A new telescope has been inaugurated at the South African Astronomical Observatory (SAAO) near Sutherland, which will be an “eye of the MeerKAT radio array”, the country’s precursor to the Square Kilometre Array (SKA).
MeerLICHT, which means “more light” in Dutch, is an optical telescope that will simultaneously scan the Southern skies together with MeerKAT. This inauguration creates a truly unique combination where astronomers will always be studying stars and galaxies in two parts of the spectrum, at the same time.
The project is a collaboration between the Netherlands, South Africa, and the United Kingdom, involving researchers from six different institutes from the respective partner countries. It was decided to launch it on Africa Day to recognise and celebrate both our incredible African skies and the critical partnerships between Europe and Africa that have led to this innovation.
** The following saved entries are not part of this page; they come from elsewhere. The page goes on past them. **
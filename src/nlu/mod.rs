//! Client for the external text-understanding service.
//!
//! The service is the last extraction strategy: it receives an utterance
//! plus a slot description and replies with the extracted value or an
//! explicit unparseable marker.

mod client;
mod types;

pub use client::NluClient;
pub use types::{ExtractRequest, ExtractResponse};
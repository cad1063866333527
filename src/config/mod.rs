use std::env;
use std::path::PathBuf;

use crate::error::AppError;

/// Application configuration loaded from environment variables
#[derive(Debug, Clone)]
pub struct Config {
    pub nlu: NluConfig,
    pub database: DatabaseConfig,
    pub logging: LoggingConfig,
    pub request: RequestConfig,
    pub extraction: ExtractionConfig,
}

/// Text-understanding service configuration
#[derive(Debug, Clone)]
pub struct NluConfig {
    pub base_url: String,
    pub model: String,
}

/// Database configuration
#[derive(Debug, Clone)]
pub struct DatabaseConfig {
    pub path: PathBuf,
    pub max_connections: u32,
}

/// Logging configuration
#[derive(Debug, Clone)]
pub struct LoggingConfig {
    pub level: String,
    pub format: LogFormat,
}

/// Log output format
#[derive(Debug, Clone, PartialEq)]
pub enum LogFormat {
    Pretty,
    Json,
}

/// HTTP request configuration
#[derive(Debug, Clone)]
pub struct RequestConfig {
    pub timeout_ms: u64,
    pub max_retries: u32,
    pub retry_delay_ms: u64,
}

/// Extraction pipeline configuration
#[derive(Debug, Clone)]
pub struct ExtractionConfig {
    /// Minimum confidence a strategy result must reach to be accepted.
    pub min_confidence: f64,
}

impl Config {
    /// Load configuration from environment variables
    pub fn from_env() -> Result<Self, AppError> {
        // Load .env file if present (ignore errors if not found)
        let _ = dotenvy::dotenv();

        let nlu = NluConfig {
            base_url: env::var("NLU_BASE_URL")
                .unwrap_or_else(|_| "http://localhost:11434".to_string()),
            model: env::var("NLU_MODEL").unwrap_or_else(|_| "phi4".to_string()),
        };

        let database = DatabaseConfig {
            path: PathBuf::from(
                env::var("DATABASE_PATH").unwrap_or_else(|_| "./data/conversations.db".to_string()),
            ),
            max_connections: env::var("DATABASE_MAX_CONNECTIONS")
                .ok()
                .and_then(|s| s.parse().ok())
                .unwrap_or(5),
        };

        let logging = LoggingConfig {
            level: env::var("LOG_LEVEL").unwrap_or_else(|_| "info".to_string()),
            format: match env::var("LOG_FORMAT")
                .unwrap_or_else(|_| "pretty".to_string())
                .to_lowercase()
                .as_str()
            {
                "json" => LogFormat::Json,
                _ => LogFormat::Pretty,
            },
        };

        let request = RequestConfig {
            timeout_ms: env::var("REQUEST_TIMEOUT_MS")
                .ok()
                .and_then(|s| s.parse().ok())
                .unwrap_or(5000),
            max_retries: env::var("MAX_RETRIES")
                .ok()
                .and_then(|s| s.parse().ok())
                .unwrap_or(1),
            retry_delay_ms: env::var("RETRY_DELAY_MS")
                .ok()
                .and_then(|s| s.parse().ok())
                .unwrap_or(200),
        };

        let extraction = ExtractionConfig {
            min_confidence: env::var("MIN_CONFIDENCE")
                .ok()
                .and_then(|s| s.parse().ok())
                .unwrap_or(0.6),
        };

        Ok(Config {
            nlu,
            database,
            logging,
            request,
            extraction,
        })
    }
}

impl Default for RequestConfig {
    fn default() -> Self {
        Self {
            timeout_ms: 5000,
            max_retries: 1,
            retry_delay_ms: 200,
        }
    }
}

impl Default for ExtractionConfig {
    fn default() -> Self {
        Self {
            min_confidence: 0.6,
        }
    }
}
//! Local persistence for schedule snapshots.
//!
//! One file per date under the storage root:
//!
//! ```text
//! <root>/
//!   gpv_03-11-2025.json   # Last observed snapshot for that date
//! ```

use std::{fs, io, path::PathBuf};

use crate::model::{ScheduleDate, ScheduleSnapshot};

/// Errors that can occur during storage operations.
#[derive(Debug, thiserror::Error)]
pub enum StorageError {
    #[error("I/O error: {0}")]
    Io(#[from] io::Error),

    #[error("JSON error: {0}")]
    Json(#[from] serde_json::Error),
}

pub type Result<T> = core::result::Result<T, StorageError>;

/// Date-keyed snapshot persistence.
pub trait SnapshotStore: Send + Sync {
    /// The stored snapshot for `date`, or `None` if there is none.
    fn load(&self, date: ScheduleDate) -> Result<Option<ScheduleSnapshot>>;

    /// Store `snapshot` under `date`, replacing any previous value.
    fn save(&self, date: ScheduleDate, snapshot: &ScheduleSnapshot) -> Result<()>;
}

/// Local file-based snapshot storage.
pub struct Storage {
    root: PathBuf,
}

impl Storage {
    /// Creates a new storage instance rooted at the given directory.
    ///
    /// The directory is created if it doesn't exist.
    pub fn new(root: impl Into<PathBuf>) -> Result<Self> {
        let root = root.into();
        fs::create_dir_all(&root)?;
        Ok(Self { root })
    }

    /// Returns the default storage root: `~/.blackout/data/`.
    pub fn default_root() -> Option<PathBuf> {
        dirs::home_dir().map(|h| h.join(".blackout").join("data"))
    }

    fn snapshot_path(&self, date: ScheduleDate) -> PathBuf {
        self.root.join(format!("gpv_{date}.json"))
    }
}

impl SnapshotStore for Storage {
    fn load(&self, date: ScheduleDate) -> Result<Option<ScheduleSnapshot>> {
        let json = match fs::read_to_string(self.snapshot_path(date)) {
            Ok(json) => json,
            Err(e) if e.kind() == io::ErrorKind::NotFound => return Ok(None),
            Err(e) => return Err(e.into()),
        };
        Ok(Some(serde_json::from_str(&json)?))
    }

    fn save(&self, date: ScheduleDate, snapshot: &ScheduleSnapshot) -> Result<()> {
        let json = serde_json::to_string_pretty(snapshot)?;
        // Readers never see a partially written file.
        let path = self.snapshot_path(date);
        let tmp = path.with_extension("json.tmp");
        fs::write(&tmp, json)?;
        fs::rename(tmp, path)?;
        Ok(())
    }
}
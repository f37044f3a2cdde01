//! Blackout configuration.
//!
//! Loaded from `~/.blackout/config.toml` unless a path is given. Every key is
//! optional; a missing default file means all defaults.
//!
//! ```toml
//! interval-secs = 60
//! deliver = true
//!
//! [telegram]
//! bot-token = "123:abc"
//! timeout-secs = 15
//! channels = { "1.1" = -1001234567890, "1.2" = -1001234567891 }
//! ```

use std::collections::BTreeMap;
use std::path::{Path, PathBuf};
use std::time::Duration;
use std::{env, fs, io};

use jiff::Timestamp;
use jiff::tz::TimeZone;
use serde::{Deserialize, Serialize};

use crate::model::ScheduleDate;
use crate::storage::Storage;

/// Environment variable that overrides `telegram.bot-token`.
pub const BOT_TOKEN_ENV: &str = "BLACKOUT_BOT_TOKEN";

const DEFAULT_SOURCE_URL: &str = "https://www.poe.pl.ua/customs/newgpv-info.php";

/// Errors that can occur while loading configuration.
#[derive(Debug, thiserror::Error)]
pub enum ConfigError {
    #[error("failed to read {path}: {source}")]
    Read { path: PathBuf, source: io::Error },

    #[error("invalid config at {path}: {source}")]
    Parse {
        path: PathBuf,
        source: toml::de::Error,
    },

    #[error("invalid config: {0}")]
    Invalid(String),
}

/// Blackout configuration.
#[derive(Debug, Clone, Serialize, Deserialize)]
#[serde(rename_all = "kebab-case", default)]
pub struct Config {
    /// Page that serves the schedule table.
    pub source_url: String,

    /// Upper bound on one fetch, in seconds.
    pub fetch_timeout_secs: u64,

    /// Time between pipeline runs in `watch`, in seconds.
    pub interval_secs: u64,

    /// Where snapshots are stored. Defaults to `~/.blackout/data/`.
    pub data_dir: Option<PathBuf>,

    /// IANA zone used to decide what "today" is. System zone when unset.
    pub timezone: Option<String>,

    /// Actually send notifications. When false they are only logged.
    pub deliver: bool,

    pub telegram: TelegramConfig,
}

/// Telegram delivery settings.
#[derive(Debug, Clone, Serialize, Deserialize)]
#[serde(rename_all = "kebab-case", default)]
pub struct TelegramConfig {
    pub bot_token: String,

    /// Upper bound on one `sendMessage` call, in seconds.
    pub timeout_secs: u64,

    /// Routing key (`"queue.subqueue"`) to chat id.
    pub channels: BTreeMap<String, i64>,
}

impl Default for TelegramConfig {
    fn default() -> Self {
        Self {
            bot_token: String::new(),
            timeout_secs: 15,
            channels: BTreeMap::new(),
        }
    }
}

impl TelegramConfig {
    pub fn timeout(&self) -> Duration {
        Duration::from_secs(self.timeout_secs)
    }
}

impl Default for Config {
    fn default() -> Self {
        Self {
            source_url: DEFAULT_SOURCE_URL.to_string(),
            fetch_timeout_secs: 15,
            interval_secs: 60,
            data_dir: None,
            timezone: None,
            deliver: false,
            telegram: TelegramConfig::default(),
        }
    }
}

impl Config {
    /// Load config from `path`, or from `~/.blackout/config.toml` when `None`.
    ///
    /// An explicit path must exist. The default path may be absent, in which
    /// case defaults are used. [`BOT_TOKEN_ENV`] is applied on top.
    pub fn load(path: Option<&Path>) -> Result<Self, ConfigError> {
        let mut config = match path {
            Some(path) => Self::from_file(path)?,
            None => match Self::path() {
                Some(path) if path.exists() => Self::from_file(&path)?,
                _ => Self::default(),
            },
        };

        config.apply_bot_token(env::var(BOT_TOKEN_ENV).ok());
        config.validate()?;
        Ok(config)
    }

    /// The default config file path: `~/.blackout/config.toml`.
    pub fn path() -> Option<PathBuf> {
        dirs::home_dir().map(|h| h.join(".blackout").join("config.toml"))
    }

    fn from_file(path: &Path) -> Result<Self, ConfigError> {
        let contents = fs::read_to_string(path).map_err(|source| ConfigError::Read {
            path: path.to_path_buf(),
            source,
        })?;
        toml::from_str(&contents).map_err(|source| ConfigError::Parse {
            path: path.to_path_buf(),
            source,
        })
    }

    /// Replace the bot token with `token` when it is set and non-empty.
    pub fn apply_bot_token(&mut self, token: Option<String>) {
        if let Some(token) = token.filter(|t| !t.is_empty()) {
            self.telegram.bot_token = token;
        }
    }

    /// Check values that would make the pipeline unusable.
    pub fn validate(&self) -> Result<(), ConfigError> {
        if self.interval_secs == 0 {
            return Err(ConfigError::Invalid("interval-secs must be positive".into()));
        }
        if self.fetch_timeout_secs == 0 {
            return Err(ConfigError::Invalid(
                "fetch-timeout-secs must be positive".into(),
            ));
        }
        if self.telegram.timeout_secs == 0 {
            return Err(ConfigError::Invalid(
                "telegram.timeout-secs must be positive".into(),
            ));
        }
        if self.deliver && self.telegram.bot_token.is_empty() {
            return Err(ConfigError::Invalid(format!(
                "deliver is on but no bot token is set\n\
                 Add `bot-token` under [telegram] or set {BOT_TOKEN_ENV}."
            )));
        }
        self.time_zone()?;
        Ok(())
    }

    pub fn fetch_timeout(&self) -> Duration {
        Duration::from_secs(self.fetch_timeout_secs)
    }

    pub fn interval(&self) -> Duration {
        Duration::from_secs(self.interval_secs)
    }

    /// The snapshot directory, falling back to the default root.
    pub fn data_dir(&self) -> Result<PathBuf, ConfigError> {
        self.data_dir
            .clone()
            .or_else(Storage::default_root)
            .ok_or_else(|| ConfigError::Invalid("could not determine home directory".into()))
    }

    pub fn time_zone(&self) -> Result<TimeZone, ConfigError> {
        match &self.timezone {
            Some(name) => TimeZone::get(name)
                .map_err(|e| ConfigError::Invalid(format!("unknown timezone '{name}': {e}"))),
            None => Ok(TimeZone::system()),
        }
    }

    /// The current date in the configured zone.
    pub fn today(&self) -> Result<ScheduleDate, ConfigError> {
        let zoned = Timestamp::now().to_zoned(self.time_zone()?);
        Ok(ScheduleDate::new(zoned.date()))
    }
}

#[cfg(test)]
mod tests {
    use super::*;

    use tempfile::TempDir;

    #[test]
    fn empty_file_gives_defaults() {
        let config: Config = toml::from_str("").unwrap();
        assert_eq!(config.source_url, DEFAULT_SOURCE_URL);
        assert_eq!(config.fetch_timeout(), Duration::from_secs(15));
        assert_eq!(config.interval(), Duration::from_secs(60));
        assert_eq!(config.telegram.timeout(), Duration::from_secs(15));
        assert!(!config.deliver);
        assert!(config.telegram.channels.is_empty());
        config.validate().unwrap();
    }

    #[test]
    fn parses_kebab_case_keys() {
        let config: Config = toml::from_str(
            r#"
            interval-secs = 120
            fetch-timeout-secs = 5
            data-dir = "/tmp/gpv"
            timezone = "UTC"
            deliver = true

            [telegram]
            bot-token = "123:abc"
            channels = { "1.1" = -100123, "6.2" = 42 }
            "#,
        )
        .unwrap();

        assert_eq!(config.interval_secs, 120);
        assert_eq!(config.fetch_timeout_secs, 5);
        assert_eq!(config.data_dir().unwrap(), PathBuf::from("/tmp/gpv"));
        assert_eq!(config.telegram.channels.get("1.1"), Some(&-100_123));
        assert_eq!(config.telegram.channels.get("6.2"), Some(&42));
        config.validate().unwrap();
    }

    #[test]
    fn zero_interval_is_invalid() {
        let config: Config = toml::from_str("interval-secs = 0").unwrap();
        assert!(matches!(config.validate(), Err(ConfigError::Invalid(_))));
    }

    #[test]
    fn zero_timeout_is_invalid() {
        let config: Config = toml::from_str("fetch-timeout-secs = 0").unwrap();
        assert!(matches!(config.validate(), Err(ConfigError::Invalid(_))));
    }

    #[test]
    fn zero_notify_timeout_is_invalid() {
        let config: Config = toml::from_str("[telegram]\ntimeout-secs = 0").unwrap();
        assert!(matches!(config.validate(), Err(ConfigError::Invalid(_))));
    }

    #[test]
    fn delivery_requires_a_token() {
        let mut config: Config = toml::from_str("deliver = true").unwrap();
        assert!(matches!(config.validate(), Err(ConfigError::Invalid(_))));

        config.apply_bot_token(Some("123:abc".into()));
        config.validate().unwrap();
    }

    #[test]
    fn empty_token_override_is_ignored() {
        let mut config = Config::default();
        config.telegram.bot_token = "from-file".into();

        config.apply_bot_token(Some(String::new()));
        assert_eq!(config.telegram.bot_token, "from-file");

        config.apply_bot_token(None);
        assert_eq!(config.telegram.bot_token, "from-file");

        config.apply_bot_token(Some("from-env".into()));
        assert_eq!(config.telegram.bot_token, "from-env");
    }

    #[test]
    fn unknown_timezone_is_invalid() {
        let config: Config = toml::from_str(r#"timezone = "Mars/Olympus_Mons""#).unwrap();
        assert!(matches!(config.validate(), Err(ConfigError::Invalid(_))));
    }

    #[test]
    fn today_in_utc() {
        let config: Config = toml::from_str(r#"timezone = "UTC""#).unwrap();
        let expected = Timestamp::now().to_zoned(TimeZone::UTC).date();
        // Tolerate the clock crossing midnight between the two reads.
        let today = config.today().unwrap();
        assert!(
            today == ScheduleDate::new(expected)
                || today == ScheduleDate::new(expected.tomorrow().unwrap())
        );
    }

    #[test]
    fn load_explicit_file() {
        let dir = TempDir::new().unwrap();
        let path = dir.path().join("config.toml");
        fs::write(&path, "interval-secs = 30\n").unwrap();

        let config = Config::load(Some(&path)).unwrap();
        assert_eq!(config.interval_secs, 30);
    }

    #[test]
    fn load_missing_explicit_file_fails() {
        let dir = TempDir::new().unwrap();
        let err = Config::load(Some(&dir.path().join("absent.toml"))).unwrap_err();
        assert!(matches!(err, ConfigError::Read { .. }));
    }

    #[test]
    fn load_invalid_toml_fails() {
        let dir = TempDir::new().unwrap();
        let path = dir.path().join("config.toml");
        fs::write(&path, "interval-secs = \"soon\"\n").unwrap();

        let err = Config::load(Some(&path)).unwrap_err();
        assert!(matches!(err, ConfigError::Parse { .. }));
    }
}
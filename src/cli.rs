//! CLI interface for Blackout.
//!
//! - `blackout watch`: poll the schedule on a fixed interval until Ctrl-C.
//! - `blackout check`: one pipeline run, outcome printed.
//! - `blackout show`: print a stored schedule.
//!
//! Dates are written `dd-MM-yyyy` and default to today in the configured zone.

mod format;

use std::path::PathBuf;

use clap::{Parser, Subcommand};

use crate::config::Config;
use crate::fetch::HttpSource;
use crate::format::format_snapshot;
use crate::model::ScheduleDate;
use crate::notify::TelegramNotifier;
use crate::pipeline::Pipeline;
use crate::storage::{SnapshotStore, Storage};

use format::describe_outcome;

/// Blackout: watch the outage schedule and announce changes.
#[derive(Debug, Parser)]
#[command(name = "blackout", version)]
pub struct Cli {
    /// Config file (default: `~/.blackout/config.toml`).
    #[arg(long, global = true)]
    pub config: Option<PathBuf>,

    /// Debug logging. `RUST_LOG` takes precedence.
    #[arg(short, long, global = true)]
    pub verbose: bool,

    /// Send notifications even if the config has delivery off.
    #[arg(long, global = true)]
    pub deliver: bool,

    #[command(subcommand)]
    pub command: Command,
}

#[derive(Debug, Subcommand)]
pub enum Command {
    /// Check the schedule every `interval-secs` until interrupted.
    Watch,

    /// Check the schedule once.
    Check {
        /// Date to check (dd-MM-yyyy). Defaults to today.
        #[arg(long)]
        date: Option<ScheduleDate>,
    },

    /// Print the stored schedule for a date.
    ///
    /// The notes listed above the queues are those stored with the last
    /// slot change; edits to the notes alone do not update the stored copy.
    Show {
        /// Date to show (dd-MM-yyyy). Defaults to today.
        #[arg(long)]
        date: Option<ScheduleDate>,

        /// Only this sub-queue, as `queue.subqueue` (e.g. `3.1`).
        #[arg(long, value_parser = parse_routing_key)]
        queue: Option<(u32, u32)>,
    },
}

/// Run the CLI, returning an error message on failure.
pub async fn run(cli: Cli) -> Result<(), String> {
    let mut config = Config::load(cli.config.as_deref()).map_err(|e| e.to_string())?;
    if cli.deliver {
        config.deliver = true;
        config.validate().map_err(|e| e.to_string())?;
    }

    let root = config.data_dir().map_err(|e| e.to_string())?;
    let storage =
        Storage::new(&root).map_err(|e| format!("failed to initialize storage: {e}"))?;

    match cli.command {
        Command::Watch => cmd_watch(&config, storage).await,
        Command::Check { date } => cmd_check(&config, storage, date).await,
        Command::Show { date, queue } => cmd_show(&config, &storage, date, queue),
    }
}

fn build_pipeline(config: &Config, storage: Storage) -> Result<Pipeline, String> {
    let source = HttpSource::new(&config.source_url, config.fetch_timeout())
        .map_err(|e| format!("failed to build HTTP client: {e}"))?;
    let notifier = TelegramNotifier::new(&config.telegram, config.deliver)
        .map_err(|e| format!("failed to build Telegram client: {e}"))?;
    Ok(Pipeline::new(
        Box::new(source),
        Box::new(storage),
        Box::new(notifier),
    ))
}

fn resolve_date(config: &Config, date: Option<ScheduleDate>) -> Result<ScheduleDate, String> {
    match date {
        Some(date) => Ok(date),
        None => config.today().map_err(|e| e.to_string()),
    }
}

async fn cmd_watch(config: &Config, storage: Storage) -> Result<(), String> {
    let pipeline = build_pipeline(config, storage)?;

    let today = || match config.today() {
        Ok(date) => Some(date),
        Err(e) => {
            tracing::error!(error = %e, "could not determine today's date");
            None
        }
    };

    let shutdown = async {
        match tokio::signal::ctrl_c().await {
            Ok(()) => tracing::info!("interrupted, shutting down"),
            Err(e) => {
                tracing::error!(error = %e, "could not listen for Ctrl-C");
                std::future::pending::<()>().await;
            }
        }
    };

    tracing::info!(deliver = config.deliver, source = %config.source_url, "starting");
    pipeline.watch(config.interval(), today, shutdown).await;
    Ok(())
}

async fn cmd_check(
    config: &Config,
    storage: Storage,
    date: Option<ScheduleDate>,
) -> Result<(), String> {
    let date = resolve_date(config, date)?;
    let pipeline = build_pipeline(config, storage)?;

    let outcome = pipeline
        .run(date)
        .await
        .map_err(|e| format!("check for {date} failed: {e}"))?;

    println!("{}", describe_outcome(date, &outcome));
    Ok(())
}

fn cmd_show(
    config: &Config,
    storage: &Storage,
    date: Option<ScheduleDate>,
    queue: Option<(u32, u32)>,
) -> Result<(), String> {
    let date = resolve_date(config, date)?;
    let snapshot = storage
        .load(date)
        .map_err(|e| format!("failed to load schedule for {date}: {e}"))?
        .ok_or_else(|| format!("no stored schedule for {date}"))?;

    if let Some((q, s)) = queue
        && snapshot.slots(q, s).is_none()
    {
        return Err(format!("no sub-queue {q}.{s} in schedule for {date}"));
    }

    print!("{}", format_snapshot(&snapshot, queue));
    Ok(())
}

/// Parse a `queue.subqueue` routing key.
fn parse_routing_key(s: &str) -> Result<(u32, u32), String> {
    let (q, sq) = s
        .split_once('.')
        .ok_or_else(|| format!("'{s}' is not of the form queue.subqueue"))?;
    let q = q
        .trim()
        .parse()
        .map_err(|_| format!("invalid queue in '{s}'"))?;
    let sq = sq
        .trim()
        .parse()
        .map_err(|_| format!("invalid sub-queue in '{s}'"))?;
    Ok((q, sq))
}
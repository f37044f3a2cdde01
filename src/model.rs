//! Core data model for the outage schedule.
//!
//! A snapshot is the whole schedule for one date: queues, each with its
//! sub-queues, each with one status per half-hour slot.

mod schedule;
mod status;

pub use schedule::{InfoBlock, Queue, SLOT_MINUTES, ScheduleDate, ScheduleSnapshot, SubQueue};
pub use status::StatusCode;
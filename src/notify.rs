//! Change notification delivery.
//!
//! Messages are addressed by routing key (`"queue.subqueue"`). The Telegram
//! notifier maps each key to a chat; keys without a chat are skipped.

use std::collections::BTreeMap;
use std::time::Duration;

use async_trait::async_trait;
use serde::Serialize;

use crate::config::TelegramConfig;

const TELEGRAM_API: &str = "https://api.telegram.org";

/// Errors that can occur while delivering a notification.
#[derive(Debug, thiserror::Error)]
pub enum NotifyError {
    #[error("no bot token configured")]
    MissingToken,

    #[error("request timed out after {0:?}")]
    Timeout(Duration),

    #[error("transport error: {0}")]
    Transport(String),

    #[error("rejected with {status}: {body}")]
    Rejected {
        status: reqwest::StatusCode,
        body: String,
    },
}

/// Delivers a formatted message to the destination for a routing key.
#[async_trait]
pub trait Notifier: Send + Sync {
    async fn send(&self, routing_key: &str, message: &str) -> Result<(), NotifyError>;
}

/// Body of a Telegram `sendMessage` call.
#[derive(Debug, Serialize)]
struct SendMessage<'a> {
    chat_id: i64,
    text: &'a str,
    parse_mode: &'static str,
}

/// Sends notifications through the Telegram Bot API.
pub struct TelegramNotifier {
    client: reqwest::Client,
    api_base: String,
    bot_token: String,
    channels: BTreeMap<String, i64>,
    timeout: Duration,
    deliver: bool,
}

impl TelegramNotifier {
    /// With `deliver` off, messages are logged and never sent.
    pub fn new(config: &TelegramConfig, deliver: bool) -> Result<Self, NotifyError> {
        let timeout = config.timeout();
        let client = reqwest::Client::builder()
            .timeout(timeout)
            .build()
            .map_err(|e| NotifyError::Transport(e.to_string()))?;
        Ok(Self {
            client,
            api_base: TELEGRAM_API.to_string(),
            bot_token: config.bot_token.clone(),
            channels: config.channels.clone(),
            timeout,
            deliver,
        })
    }

    fn endpoint(&self) -> String {
        format!("{}/bot{}/sendMessage", self.api_base, self.bot_token)
    }

    fn classify(&self, e: reqwest::Error) -> NotifyError {
        if e.is_timeout() {
            NotifyError::Timeout(self.timeout)
        } else {
            NotifyError::Transport(e.without_url().to_string())
        }
    }
}

#[async_trait]
impl Notifier for TelegramNotifier {
    async fn send(&self, routing_key: &str, message: &str) -> Result<(), NotifyError> {
        let Some(&chat_id) = self.channels.get(routing_key) else {
            tracing::warn!(routing_key, "no chat configured, skipping");
            return Ok(());
        };

        let headline = message.lines().next().unwrap_or_default();

        if !self.deliver {
            tracing::info!(routing_key, chat_id, headline, "delivery off, not sending");
            return Ok(());
        }
        if self.bot_token.is_empty() {
            return Err(NotifyError::MissingToken);
        }

        let response = self
            .client
            .post(self.endpoint())
            .json(&SendMessage {
                chat_id,
                text: message,
                parse_mode: "HTML",
            })
            .send()
            .await
            .map_err(|e| self.classify(e))?;

        let status = response.status();
        if !status.is_success() {
            let body = response.text().await.unwrap_or_default();
            return Err(NotifyError::Rejected { status, body });
        }

        tracing::info!(routing_key, chat_id, headline, "sent");
        Ok(())
    }
}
MeerLICHT is an excellent example of projects aligned to the objective of the Multi-wavelength Astronomy (MWA) strategy, which was approved by the Department of Science and Technology (DST) in 2015.
The MWA strategy aims to forge closer ties between radio, optical and gamma-ray astronomy communities and facilities to work together to achieve common scientific objectives and develop human capital.
Speaking at the inauguration of the telescope, the DST Director-General, Dr Phil Mjwara, said South Africa had chosen astronomy as the field of science to show its abilities in research on a global scale, to bolster technological development in the fields of telecommunication, Big Data and large-scale computing, and as the field best able to bring science to the people. “MeerLICHT is also foreseen to play an important role in the astronomical education of people in southern Africa. The project team also hopes that the MeerLICHT project can grow into a stepping stone to allow other southern African countries to share in humanity’s fascination of the night sky,” said Mjwara.
Among the chief scientific goals of MeerLICHT is the study of stellar explosions, which need to be investigated intensely before they fade away again. “The study of exploding stars across the Universe will gain a whole new dimension,” said University of Cape Town Professor Patrick Woudt, co-principal investigator of the MeerLICHT telescope.
The MeerLICHT telescope was purpose-built to combine excellent resolution with a wide field of view. It sees more than 13 times the full Moon while being able to see objects one million times fainter than is possible with the naked eye.
The telescope achieves this amazing combination by coupling a 65cm diameter main mirror with a single 100-megapixel detector, which is a full 10cm x 10cm in size. This camera uses the largest single detector used in optical astronomy anywhere in the world. The telescope was designed and built in the Netherlands, and then shipped to South Africa.
“We started work on the technical definition of this telescope back in 2012, and it is fantastic to see what amazing views it produces,” adds Radboud University Professor Paul Groot, co-principal investigator.
The link with the MeerKAT radio array has astronomers across the world excited about the new combination. “For us, it was the reason to join this consortium. Flashes of radio emission known as Fast Radio Bursts may now be ‘caught in the act’ by both MeerKAT and MeerLICHT,” explains University of Manchester’s Professor Ben Stappers, MeerLICHT collaborator, and leader of the MeerTRAP project. “Hopefully we can finally determine the origin of these enigmatic flashes.”
Co-principal investigator of the telescope, Professor Rob Fender of the Universities of Oxford and Cape Town, was excited about the inauguration and beginning of operations of the telescope. “This is the beginning of a new phase of coordinated multi-wavelength research into the most extreme astrophysical events,” he said.
“Besides extreme astrophysics, typically associated with black holes and neutron stars, we will also study normal stars, in particular, those that produce strong flares,” adds Professor Rudy Wigand of the University of Amsterdam. “The simultaneous optical-radio monitoring of these stars will allow us to investigate the impact of such flares on the habitability of the planets around them,” he said.
The MeerLICHT telescope will be stationed at the Sutherland Observatory, run by the SAAO. “MeerLICHT directly links the whole optical observatory, and especially our 10 meter SALT telescope, to the MeerKAT array. It fits perfectly in our strategy to turn the Sutherland Observatory into an efficient transient machine to study the dynamic Universe,” said Dr David Buckley of SAAO.